=== TASK ===
Write the data below out again in full, exactly as shown.

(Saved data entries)
________

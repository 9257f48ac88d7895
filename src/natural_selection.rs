//! Natural-selection breeding.
//!
//! The next generation is assembled from the ranked previous one:
//!
//! ```text
//! ranked ──┬─ top mutation_count ──► mutate ───┐
//!          ├─ consecutive pairs ───► crossover ┤
//!          ├─ top clone_count ─────► clone ────┼─► next population
//!          └─ (none) ──────────────► random ───┤      (padded with random
//!                                              │       up to target size)
//!                                  previous ───┴─► dispose
//! ```
//!
//! Crossover yields one child per complete consecutive pair of ranked
//! candidates, independent of `crossover_count`. The configured crossover
//! count only contributes to the target size.

use crate::candidate::{Candidate, CandidateFactory};
use crate::error::SerializationError;
use crate::iteration::PopulationIterationResult;
use crate::population::{Population, PopulationFactory, SerializedPopulation};
use crate::selection::sort_candidates_for_natural_selection;
use rayon::prelude::*;
use serde::{Deserialize, Serialize};
use std::collections::HashSet;
use std::sync::Arc;
use tracing::{debug, instrument, warn};

/// Operator counts of every generation.
#[derive(Debug, Clone, Copy, PartialEq, Eq, Serialize, Deserialize)]
#[serde(default)]
pub struct NaturalSelectionConfig {
    /// Top-ranked candidates copied verbatim.
    #[serde(alias = "cloneCount")]
    pub clone_count: usize,
    /// Contributes to the target size only; crossover children are one per
    /// consecutive ranked pair.
    #[serde(alias = "crossoverCount")]
    pub crossover_count: usize,
    /// Top-ranked candidates mutated.
    #[serde(alias = "mutationCount")]
    pub mutation_count: usize,
    /// Fresh random candidates injected per generation.
    #[serde(alias = "randomCount")]
    pub random_count: usize,
}

impl Default for NaturalSelectionConfig {
    fn default() -> Self {
        Self {
            clone_count: 2,
            crossover_count: 2,
            mutation_count: 2,
            random_count: 2,
        }
    }
}

impl NaturalSelectionConfig {
    /// Create a configuration from the four operator counts.
    #[must_use]
    pub fn new(
        clone_count: usize,
        crossover_count: usize,
        mutation_count: usize,
        random_count: usize,
    ) -> Self {
        Self {
            clone_count,
            crossover_count,
            mutation_count,
            random_count,
        }
    }

    /// Population size every generation is padded to.
    #[must_use]
    pub fn target_size(&self) -> usize {
        self.clone_count + self.crossover_count + self.mutation_count + self.random_count
    }

    /// Candidates bred from a ranked generation of `previous_len`, before
    /// padding.
    ///
    /// Clone and mutation counts are capped by the number of ranked
    /// candidates.
    #[must_use]
    pub fn bred_size(&self, previous_len: usize) -> usize {
        self.clone_count.min(previous_len)
            + self.mutation_count.min(previous_len)
            + self.random_count
            + previous_len / 2
    }

    /// Whether a target-sized generation breeds exactly a target-sized one.
    #[must_use]
    pub fn is_stable(&self) -> bool {
        self.bred_size(self.target_size()) == self.target_size()
    }
}

/// Population factory breeding each generation by natural selection.
#[derive(Debug)]
pub struct NaturalSelectionPopulationFactory<F> {
    candidate_factory: Arc<F>,
    config: NaturalSelectionConfig,
}

impl<F: CandidateFactory> NaturalSelectionPopulationFactory<F> {
    /// Create a factory with the given configuration.
    ///
    /// An unstable configuration is accepted: shortfalls are padded with
    /// random candidates and overshoot is kept.
    #[must_use]
    pub fn new(candidate_factory: Arc<F>, config: NaturalSelectionConfig) -> Self {
        if !config.is_stable() {
            warn!(
                target_size = config.target_size(),
                bred_size = config.bred_size(config.target_size()),
                "natural selection configuration does not reproduce its target size"
            );
        }
        Self {
            candidate_factory,
            config,
        }
    }

    /// Configuration in use.
    #[must_use]
    pub fn config(&self) -> &NaturalSelectionConfig {
        &self.config
    }

    /// Shared candidate factory.
    #[must_use]
    pub fn candidate_factory(&self) -> &Arc<F> {
        &self.candidate_factory
    }

    fn create_random_candidates(&self, count: usize) -> Vec<Arc<F::Candidate>> {
        (0..count)
            .into_par_iter()
            .map(|_| Arc::new(self.candidate_factory.create_random()))
            .collect()
    }
}

impl<F: CandidateFactory> PopulationFactory for NaturalSelectionPopulationFactory<F> {
    type Candidate = F::Candidate;
    type Payload = F::Payload;

    #[instrument(level = "debug", skip_all, fields(size = self.config.target_size()))]
    fn create_initial_population(&self) -> Population<F::Candidate> {
        Population::new(0, self.create_random_candidates(self.config.target_size()))
    }

    #[instrument(
        level = "debug",
        skip_all,
        fields(previous_id = %previous.id, previous_index = previous.index)
    )]
    fn create_next_population(
        &self,
        previous: &Population<F::Candidate>,
        result: &PopulationIterationResult,
    ) -> Population<F::Candidate> {
        let ranked = sort_candidates_for_natural_selection(previous, result);
        let factory = self.candidate_factory.as_ref();

        let cloned: Vec<Arc<F::Candidate>> = ranked[..self.config.clone_count.min(ranked.len())]
            .par_iter()
            .map(|candidate| Arc::new(factory.create_clone(candidate)))
            .collect();

        let crossed: Vec<Arc<F::Candidate>> = ranked
            .par_chunks_exact(2)
            .map(|pair| Arc::new(factory.create_crossover(&pair[0], &pair[1])))
            .collect();

        let mutated: Vec<Arc<F::Candidate>> = ranked[..self.config.mutation_count.min(ranked.len())]
            .par_iter()
            .map(|candidate| Arc::new(factory.create_mutated(candidate)))
            .collect();

        let random = self.create_random_candidates(self.config.random_count);

        debug!(
            mutated = mutated.len(),
            crossed = crossed.len(),
            cloned = cloned.len(),
            random = random.len(),
            "bred next generation"
        );

        let bred = mutated.len() + crossed.len() + cloned.len() + random.len();
        let mut candidates = Vec::with_capacity(bred.max(self.config.target_size()));
        candidates.extend(mutated);
        candidates.extend(crossed);
        candidates.extend(cloned);
        candidates.extend(random);

        let target_size = self.config.target_size();
        if candidates.len() < target_size {
            let missing = target_size - candidates.len();
            warn!(missing, target_size, "padding generation with random candidates");
            candidates.extend(self.create_random_candidates(missing));
        }

        let next = Population::new(previous.index + 1, candidates);

        // Parents were only read while breeding; retire them now that the
        // next generation is complete.
        for candidate in &previous.candidates {
            candidate.dispose();
        }

        next
    }

    fn serialize_population(
        &self,
        population: &Population<F::Candidate>,
    ) -> SerializedPopulation<F::Payload> {
        SerializedPopulation {
            id: population.id,
            index: population.index,
            candidates: population
                .candidates
                .par_iter()
                .map(|candidate| self.candidate_factory.serialize_candidate(candidate))
                .collect(),
        }
    }

    #[instrument(
        level = "debug",
        skip_all,
        fields(population_id = %data.id, candidates = data.candidates.len())
    )]
    fn deserialize_population(
        &self,
        data: SerializedPopulation<F::Payload>,
    ) -> Result<Population<F::Candidate>, SerializationError> {
        let mut seen = HashSet::with_capacity(data.candidates.len());
        let duplicate = data.candidates.iter().find(|candidate| !seen.insert(candidate.id));
        if let Some(duplicate) = duplicate {
            return Err(SerializationError::DuplicateCandidate(duplicate.id));
        }

        let candidates = data
            .candidates
            .into_par_iter()
            .map(|candidate| {
                self.candidate_factory
                    .deserialize_candidate(candidate)
                    .map(Arc::new)
            })
            .collect::<Result<Vec<_>, _>>()?;

        Ok(Population {
            id: data.id,
            index: data.index,
            candidates,
        })
    }
}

________

=== TASK RESPONSE ===
repository 9257f48ac88d7895
filename src/natural_selection.rs
//! Natural-selection breeding.
//!
//! The next generation is assembled from the ranked previous one:
//!
//! ```text
//! ranked ──┬─ top mutation_count ──► mutate ───┐
//!          ├─ consecutive pairs ───► crossover ┤
//!          ├─ top clone_count ─────► clone ────┼─► next population
//!          └─ (none) ──────────────► random ───┤      (padded with random
//!                                              │       up to target size)
//!                                  previous ───┴─► dispose
//! ```
//!
//! Crossover yields one child per complete consecutive pair of ranked
//! candidates, independent of `crossover_count`. The configured crossover
//! count only contributes to the target size.

use crate::candidate::{Candidate, CandidateFactory};
use crate::error::SerializationError;
use crate::iteration::PopulationIterationResult;
use crate::population::{Population, PopulationFactory, SerializedPopulation};
use crate::selection::sort_candidates_for_natural_selection;
use rayon::prelude::*;
use serde::{Deserialize, Serialize};
use std::collections::HashSet;
use std::sync::Arc;
use tracing::{debug, instrument, warn};

/// Operator counts of every generation.
#[derive(Debug, Clone, Copy, PartialEq, Eq, Serialize, Deserialize)]
#[serde(default)]
pub struct NaturalSelectionConfig {
    /// Top-ranked candidates copied verbatim.
    #[serde(alias = "cloneCount")]
    pub clone_count: usize,
    /// Contributes to the target size only; crossover children are one per
    /// consecutive ranked pair.
    #[serde(alias = "crossoverCount")]
    pub crossover_count: usize,
    /// Top-ranked candidates mutated.
    #[serde(alias = "mutationCount")]
    pub mutation_count: usize,
    /// Fresh random candidates injected per generation.
    #[serde(alias = "randomCount")]
    pub random_count: usize,
}

impl Default for NaturalSelectionConfig {
    fn default() -> Self {
        Self {
            clone_count: 2,
            crossover_count: 2,
            mutation_count: 2,
            random_count: 2,
        }
    }
}

impl NaturalSelectionConfig {
    /// Create a configuration from the four operator counts.
    #[must_use]
    pub fn new(
        clone_count: usize,
        crossover_count: usize,
        mutation_count: usize,
        random_count: usize,
    ) -> Self {
        Self {
            clone_count,
            crossover_count,
            mutation_count,
            random_count,
        }
    }

    /// Population size every generation is padded to.
    #[must_use]
    pub fn target_size(&self) -> usize {
        self.clone_count + self.crossover_count + self.mutation_count + self.random_count
    }

    /// Candidates bred from a ranked generation of `previous_len`, before
    /// padding.
    ///
    /// Clone and mutation counts are capped by the number of ranked
    /// candidates.
    #[must_use]
    pub fn bred_size(&self, previous_len: usize) -> usize {
        self.clone_count.min(previous_len)
            + self.mutation_count.min(previous_len)
            + self.random_count
            + previous_len / 2
    }

    /// Whether a target-sized generation breeds exactly a target-sized one.
    #[must_use]
    pub fn is_stable(&self) -> bool {
        self.bred_size(self.target_size()) == self.target_size()
    }
}

/// Population factory breeding each generation by natural selection.
#[derive(Debug)]
pub struct NaturalSelectionPopulationFactory<F> {
    candidate_factory: Arc<F>,
    config: NaturalSelectionConfig,
}

impl<F: CandidateFactory> NaturalSelectionPopulationFactory<F> {
    /// Create a factory with the given configuration.
    ///
    /// An unstable configuration is accepted: shortfalls are padded with
    /// random candidates and overshoot is kept.
    #[must_use]
    pub fn new(candidate_factory: Arc<F>, config: NaturalSelectionConfig) -> Self {
        if !config.is_stable() {
            warn!(
                target_size = config.target_size(),
                bred_size = config.bred_size(config.target_size()),
                "natural selection configuration does not reproduce its target size"
            );
        }
        Self {
            candidate_factory,
            config,
        }
    }

    /// Configuration in use.
    #[must_use]
    pub fn config(&self) -> &NaturalSelectionConfig {
        &self.config
    }

    /// Shared candidate factory.
    #[must_use]
    pub fn candidate_factory(&self) -> &Arc<F> {
        &self.candidate_factory
    }

    fn create_random_candidates(&self, count: usize) -> Vec<Arc<F::Candidate>> {
        (0..count)
            .into_par_iter()
            .map(|_| Arc::new(self.candidate_factory.create_random()))
            .collect()
    }
}

impl<F: CandidateFactory> PopulationFactory for NaturalSelectionPopulationFactory<F> {
    type Candidate = F::Candidate;
    type Payload = F::Payload;

    #[instrument(level = "debug", skip_all, fields(size = self.config.target_size()))]
    fn create_initial_population(&self) -> Population<F::Candidate> {
        Population::new(0, self.create_random_candidates(self.config.target_size()))
    }

    #[instrument(
        level = "debug",
        skip_all,
        fields(previous_id = %previous.id, previous_index = previous.index)
    )]
    fn create_next_population(
        &self,
        previous: &Population<F::Candidate>,
        result: &PopulationIterationResult,
    ) -> Population<F::Candidate> {
        let ranked = sort_candidates_for_natural_selection(previous, result);
        let factory = self.candidate_factory.as_ref();

        let cloned: Vec<Arc<F::Candidate>> = ranked[..self.config.clone_count.min(ranked.len())]
            .par_iter()
            .map(|candidate| Arc::new(factory.create_clone(candidate)))
            .collect();

        let crossed: Vec<Arc<F::Candidate>> = ranked
            .par_chunks_exact(2)
            .map(|pair| Arc::new(factory.create_crossover(&pair[0], &pair[1])))
            .collect();

        let mutated: Vec<Arc<F::Candidate>> = ranked[..self.config.mutation_count.min(ranked.len())]
            .par_iter()
            .map(|candidate| Arc::new(factory.create_mutated(candidate)))
            .collect();

        let random = self.create_random_candidates(self.config.random_count);

        debug!(
            mutated = mutated.len(),
            crossed = crossed.len(),
            cloned = cloned.len(),
            random = random.len(),
            "bred next generation"
        );

        let bred = mutated.len() + crossed.len() + cloned.len() + random.len();
        let mut candidates = Vec::with_capacity(bred.max(self.config.target_size()));
        candidates.extend(mutated);
        candidates.extend(crossed);
        candidates.extend(cloned);
        candidates.extend(random);

        let target_size = self.config.target_size();
        if candidates.len() < target_size {
            let missing = target_size - candidates.len();
            warn!(missing, target_size, "padding generation with random candidates");
            candidates.extend(self.create_random_candidates(missing));
        }

        let next = Population::new(previous.index + 1, candidates);

        // Parents were only read while breeding; retire them now that the
        // next generation is complete.
        for candidate in &previous.candidates {
            candidate.dispose();
        }

        next
    }

    fn serialize_population(
        &self,
        population: &Population<F::Candidate>,
    ) -> SerializedPopulation<F::Payload> {
        SerializedPopulation {
            id: population.id,
            index: population.index,
            candidates: population
                .candidates
                .par_iter()
                .map(|candidate| self.candidate_factory.serialize_candidate(candidate))
                .collect(),
        }
    }

    #[instrument(
        level = "debug",
        skip_all,
        fields(population_id = %data.id, candidates = data.candidates.len())
    )]
    fn deserialize_population(
        &self,
        data: SerializedPopulation<F::Payload>,
    ) -> Result<Population<F::Candidate>, SerializationError> {
        let mut seen = HashSet::with_capacity(data.candidates.len());
        let duplicate = data.candidates.iter().find(|candidate| !seen.insert(candidate.id));
        if let Some(duplicate) = duplicate {
            return Err(SerializationError::DuplicateCandidate(duplicate.id));
        }

        let candidates = data
            .candidates
            .into_par_iter()
            .map(|candidate| {
                self.candidate_factory
                    .deserialize_candidate(candidate)
                    .map(Arc::new)
            })
            .collect::<Result<Vec<_>, _>>()?;

        Ok(Population {
            id: data.id,
            index: data.index,
            candidates,
        })
    }
}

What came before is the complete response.